◆ Exercise brief ◆
Every single entry that follows must be copied exactly.

-- Supplied data follows --

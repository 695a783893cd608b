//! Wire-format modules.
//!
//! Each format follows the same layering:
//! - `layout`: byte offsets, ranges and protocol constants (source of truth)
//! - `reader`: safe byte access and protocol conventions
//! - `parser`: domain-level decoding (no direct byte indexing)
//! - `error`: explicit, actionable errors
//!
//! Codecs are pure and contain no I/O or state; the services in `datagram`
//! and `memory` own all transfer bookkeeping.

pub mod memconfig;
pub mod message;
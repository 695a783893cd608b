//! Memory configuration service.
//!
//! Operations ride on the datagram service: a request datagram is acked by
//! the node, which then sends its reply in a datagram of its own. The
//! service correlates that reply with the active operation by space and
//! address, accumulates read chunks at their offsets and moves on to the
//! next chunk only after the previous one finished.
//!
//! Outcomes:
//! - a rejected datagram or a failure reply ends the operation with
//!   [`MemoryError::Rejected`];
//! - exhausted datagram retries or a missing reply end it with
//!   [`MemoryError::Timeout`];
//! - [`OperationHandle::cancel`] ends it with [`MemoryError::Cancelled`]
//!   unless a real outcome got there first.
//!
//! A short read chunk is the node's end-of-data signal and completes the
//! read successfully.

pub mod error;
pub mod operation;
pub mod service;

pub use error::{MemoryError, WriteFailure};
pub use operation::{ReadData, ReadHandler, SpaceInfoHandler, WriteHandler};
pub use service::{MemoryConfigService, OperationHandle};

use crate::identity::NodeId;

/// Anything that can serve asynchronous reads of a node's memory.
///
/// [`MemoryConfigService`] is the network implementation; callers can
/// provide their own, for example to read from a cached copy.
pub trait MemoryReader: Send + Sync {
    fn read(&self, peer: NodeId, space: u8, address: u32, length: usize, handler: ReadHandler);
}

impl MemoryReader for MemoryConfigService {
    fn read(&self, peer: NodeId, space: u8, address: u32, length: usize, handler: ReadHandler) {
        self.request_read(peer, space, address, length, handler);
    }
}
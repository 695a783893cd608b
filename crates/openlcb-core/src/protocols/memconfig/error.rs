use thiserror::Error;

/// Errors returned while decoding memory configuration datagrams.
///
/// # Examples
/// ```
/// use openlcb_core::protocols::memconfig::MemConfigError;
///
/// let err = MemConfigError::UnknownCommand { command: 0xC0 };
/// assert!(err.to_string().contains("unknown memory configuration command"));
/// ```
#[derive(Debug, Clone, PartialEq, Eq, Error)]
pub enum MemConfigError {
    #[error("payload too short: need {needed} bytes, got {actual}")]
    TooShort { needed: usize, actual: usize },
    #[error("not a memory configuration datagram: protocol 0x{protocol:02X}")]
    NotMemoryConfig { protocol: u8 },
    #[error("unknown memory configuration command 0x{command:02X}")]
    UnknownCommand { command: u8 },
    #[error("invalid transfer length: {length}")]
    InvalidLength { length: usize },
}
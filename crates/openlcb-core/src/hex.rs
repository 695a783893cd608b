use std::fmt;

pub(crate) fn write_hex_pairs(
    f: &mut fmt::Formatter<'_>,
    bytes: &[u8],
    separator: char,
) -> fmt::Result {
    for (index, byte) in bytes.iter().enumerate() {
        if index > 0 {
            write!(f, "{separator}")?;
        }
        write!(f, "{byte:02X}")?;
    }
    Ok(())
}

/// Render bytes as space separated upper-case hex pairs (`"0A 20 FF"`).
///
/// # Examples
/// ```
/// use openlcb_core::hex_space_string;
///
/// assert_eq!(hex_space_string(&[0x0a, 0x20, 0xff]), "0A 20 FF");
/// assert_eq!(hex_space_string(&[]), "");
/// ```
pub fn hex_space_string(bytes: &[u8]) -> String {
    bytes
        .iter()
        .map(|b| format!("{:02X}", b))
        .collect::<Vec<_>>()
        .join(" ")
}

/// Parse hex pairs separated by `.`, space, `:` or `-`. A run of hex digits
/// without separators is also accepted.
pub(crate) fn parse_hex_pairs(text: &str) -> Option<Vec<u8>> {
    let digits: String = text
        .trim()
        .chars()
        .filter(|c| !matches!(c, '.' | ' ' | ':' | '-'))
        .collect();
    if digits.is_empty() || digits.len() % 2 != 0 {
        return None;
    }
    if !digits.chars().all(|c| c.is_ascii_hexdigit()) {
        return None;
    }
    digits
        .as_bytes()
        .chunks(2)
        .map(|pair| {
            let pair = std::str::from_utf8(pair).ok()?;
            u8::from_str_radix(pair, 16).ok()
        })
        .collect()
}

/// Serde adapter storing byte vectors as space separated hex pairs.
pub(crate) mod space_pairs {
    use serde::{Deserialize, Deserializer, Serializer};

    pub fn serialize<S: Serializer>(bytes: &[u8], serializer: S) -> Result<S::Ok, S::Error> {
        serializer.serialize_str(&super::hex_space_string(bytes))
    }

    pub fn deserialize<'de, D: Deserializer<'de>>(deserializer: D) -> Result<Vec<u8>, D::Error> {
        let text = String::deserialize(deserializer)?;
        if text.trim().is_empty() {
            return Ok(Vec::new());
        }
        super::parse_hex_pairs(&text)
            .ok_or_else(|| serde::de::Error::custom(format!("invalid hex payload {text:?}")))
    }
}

-- Supplied data concluded --

◆ Result of the task ◆
repository 695a783893cd608b
//! Wire-format modules.
//!
//! Each format follows the same layering:
//! - `layout`: byte offsets, ranges and protocol constants (source of truth)
//! - `reader`: safe byte access and protocol conventions
//! - `parser`: domain-level decoding (no direct byte indexing)
//! - `error`: explicit, actionable errors
//!
//! Codecs are pure and contain no I/O or state; the services in `datagram`
//! and `memory` own all transfer bookkeeping.

pub mod memconfig;
pub mod message;
repository 695a783893cd608b
//! Memory configuration service.
//!
//! Operations ride on the datagram service: a request datagram is acked by
//! the node, which then sends its reply in a datagram of its own. The
//! service correlates that reply with the active operation by space and
//! address, accumulates read chunks at their offsets and moves on to the
//! next chunk only after the previous one finished.
//!
//! Outcomes:
//! - a rejected datagram or a failure reply ends the operation with
//!   [`MemoryError::Rejected`];
//! - exhausted datagram retries or a missing reply end it with
//!   [`MemoryError::Timeout`];
//! - [`OperationHandle::cancel`] ends it with [`MemoryError::Cancelled`]
//!   unless a real outcome got there first.
//!
//! A short read chunk is the node's end-of-data signal and completes the
//! read successfully.

pub mod error;
pub mod operation;
pub mod service;

pub use error::{MemoryError, WriteFailure};
pub use operation::{ReadData, ReadHandler, SpaceInfoHandler, WriteHandler};
pub use service::{MemoryConfigService, OperationHandle};

use crate::identity::NodeId;

/// Anything that can serve asynchronous reads of a node's memory.
///
/// [`MemoryConfigService`] is the network implementation; callers can
/// provide their own, for example to read from a cached copy.
pub trait MemoryReader: Send + Sync {
    fn read(&self, peer: NodeId, space: u8, address: u32, length: usize, handler: ReadHandler);
}

impl MemoryReader for MemoryConfigService {
    fn read(&self, peer: NodeId, space: u8, address: u32, length: usize, handler: ReadHandler) {
        self.request_read(peer, space, address, length, handler);
    }
}
repository 695a783893cd608b
filename crates/openlcb-core/src/protocols/memconfig/error.rs
use thiserror::Error;

/// Errors returned while decoding memory configuration datagrams.
///
/// # Examples
/// ```
/// use openlcb_core::protocols::memconfig::MemConfigError;
///
/// let err = MemConfigError::UnknownCommand { command: 0xC0 };
/// assert!(err.to_string().contains("unknown memory configuration command"));
/// ```
#[derive(Debug, Clone, PartialEq, Eq, Error)]
pub enum MemConfigError {
    #[error("payload too short: need {needed} bytes, got {actual}")]
    TooShort { needed: usize, actual: usize },
    #[error("not a memory configuration datagram: protocol 0x{protocol:02X}")]
    NotMemoryConfig { protocol: u8 },
    #[error("unknown memory configuration command 0x{command:02X}")]
    UnknownCommand { command: u8 },
    #[error("invalid transfer length: {length}")]
    InvalidLength { length: usize },
}
filename crates/openlcb-core/src/hex.rs
repository 695a783893cd608b
use std::fmt;

pub(crate) fn write_hex_pairs(
    f: &mut fmt::Formatter<'_>,
    bytes: &[u8],
    separator: char,
) -> fmt::Result {
    for (index, byte) in bytes.iter().enumerate() {
        if index > 0 {
            write!(f, "{separator}")?;
        }
        write!(f, "{byte:02X}")?;
    }
    Ok(())
}

/// Render bytes as space separated upper-case hex pairs (`"0A 20 FF"`).
///
/// # Examples
/// ```
/// use openlcb_core::hex_space_string;
///
/// assert_eq!(hex_space_string(&[0x0a, 0x20, 0xff]), "0A 20 FF");
/// assert_eq!(hex_space_string(&[]), "");
/// ```
pub fn hex_space_string(bytes: &[u8]) -> String {
    bytes
        .iter()
        .map(|b| format!("{:02X}", b))
        .collect::<Vec<_>>()
        .join(" ")
}

/// Parse hex pairs separated by `.`, space, `:` or `-`. A run of hex digits
/// without separators is also accepted.
pub(crate) fn parse_hex_pairs(text: &str) -> Option<Vec<u8>> {
    let digits: String = text
        .trim()
        .chars()
        .filter(|c| !matches!(c, '.' | ' ' | ':' | '-'))
        .collect();
    if digits.is_empty() || digits.len() % 2 != 0 {
        return None;
    }
    if !digits.chars().all(|c| c.is_ascii_hexdigit()) {
        return None;
    }
    digits
        .as_bytes()
        .chunks(2)
        .map(|pair| {
            let pair = std::str::from_utf8(pair).ok()?;
            u8::from_str_radix(pair, 16).ok()
        })
        .collect()
}

/// Serde adapter storing byte vectors as space separated hex pairs.
pub(crate) mod space_pairs {
    use serde::{Deserialize, Deserializer, Serializer};

    pub fn serialize<S: Serializer>(bytes: &[u8], serializer: S) -> Result<S::Ok, S::Error> {
        serializer.serialize_str(&super::hex_space_string(bytes))
    }

    pub fn deserialize<'de, D: Deserializer<'de>>(deserializer: D) -> Result<Vec<u8>, D::Error> {
        let text = String::deserialize(deserializer)?;
        if text.trim().is_empty() {
            return Ok(Vec::new());
        }
        super::parse_hex_pairs(&text)
            .ok_or_else(|| serde::de::Error::custom(format!("invalid hex payload {text:?}")))
    }
}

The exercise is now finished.